Intel announced its third-quarter results yesterday (21 October), revealing that its PC-focused business was down 2pc because of low laptop sales and industry-wide component shortages.
Known as the Client Computing Group, this is Intel’s biggest revenue puller and includes the PC chip side of the business. A global chip shortage exacerbated by the pandemic has affected supply in the computing, smartphone and auto industries.
Earlier this year, Intel CEO Pat Gelsinger said it would take “another one to two years” for supply to catch up with demand.
Gelsinger told shareholders yesterday that demand for semiconductors remains strong and Intel’s factories performed well despite a “highly dynamic environment where match sets posed huge challenges for our customers and overall industry supply remained very constrained”.
Intel said that the lower laptop sales volume was due largely to the chip shortage and the possible lack of other key components affecting manufacturing sites in different parts of the world.

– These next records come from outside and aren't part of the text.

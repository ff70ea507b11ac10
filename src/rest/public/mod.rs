//! Public REST API endpoints (no authentication required).

use serde_json::Value;

use crate::error::CoinseError;
use crate::rest::CoinseRestClient;
use crate::rest::endpoints::{prefix, public};

impl CoinseRestClient {
    /// Get every market traded on the exchange.
    ///
    /// # Example
    ///
    /// ```rust,no_run
    /// use coinse_api_client::rest::CoinseRestClient;
    ///
    /// #[tokio::main]
    /// async fn main() -> Result<(), Box<dyn std::error::Error>> {
    ///     let client = CoinseRestClient::new();
    ///     let markets = client.markets().await?;
    ///     println!("Markets: {markets}");
    ///     Ok(())
    /// }
    /// ```
    pub async fn markets(&self) -> Result<Value, CoinseError> {
        self.public_get(prefix::MARKETS, "", public::LIST).await
    }

    /// Get every coin listed on the exchange.
    pub async fn coins(&self) -> Result<Value, CoinseError> {
        self.public_get(prefix::COINS, "", public::LIST).await
    }

    /// Get aggregated market data across every market.
    pub async fn market_data(&self) -> Result<Value, CoinseError> {
        self.public_get(prefix::MARKETS, "", public::DATA).await
    }

    /// Get recent trade history for a market.
    pub async fn trades(&self, pair: &str) -> Result<Value, CoinseError> {
        self.public_get(prefix::MARKET, pair, public::TRADES).await
    }

    /// Get order book depth for a market.
    pub async fn depth(&self, pair: &str) -> Result<Value, CoinseError> {
        self.public_get(prefix::MARKET, pair, public::DEPTH).await
    }
}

“We call it match sets, where we may have the CPU, but you don’t have the LCD, or you don’t have the Wi-Fi. Data centres are particularly struggling with some of the power chips and some of the networking or ethernet chips,” Gelsinger told CNBC.
Apart from the PC-centric side of the business, some other segments performed relatively well. Overall, adjusted revenue was up 5pc to $18.1bn.
Gelsinger told shareholders there was “record third-quarter revenue” in the data centre group and the Mobileye driver-assistance business, while the internet of things group had “an all-time record as it continued its recovery from Covid slowdowns”.
Eyes on Ireland
Intel is looking to boost its manufacturing capabilities with its IDM 2.0 plan, which will involve the combination of its existing internal factory network with third-party capacity as well as new Intel foundry services.
Ireland is a big part of this expansion plan. In March, the US-headquartered chip giant announced its intention to create 1,600 high-tech roles its Leixlip campus following the completion of an expansion that began in 2019.
The $7bn expansion is due to be completed this year, more than doubling Intel’s available manufacturing space in Ireland. Intel employs more than 10,000 people across Europe, with almost half of these employees based in Ireland.
Intel is also eyeing further expansion in Europe, investing €80bn over the next decade.
The company is in negotiations with EU leaders over where to build two new chipmaking facilities and the amount of financial support the bloc will provide for the project. Last month, Gelsinger said that Ireland is on the shortlist.
“We have gotten nominations for sites from across European countries, some 70 different sites,” Gelsinger said at the time. “We are down to about 10 finalists now that have sort of met the bar and Ireland is clearly one of those.”
Speaking on the earnings call yesterday, Gelsinger said the process to select the company’s next site in Europe is “proceeding rapidly”.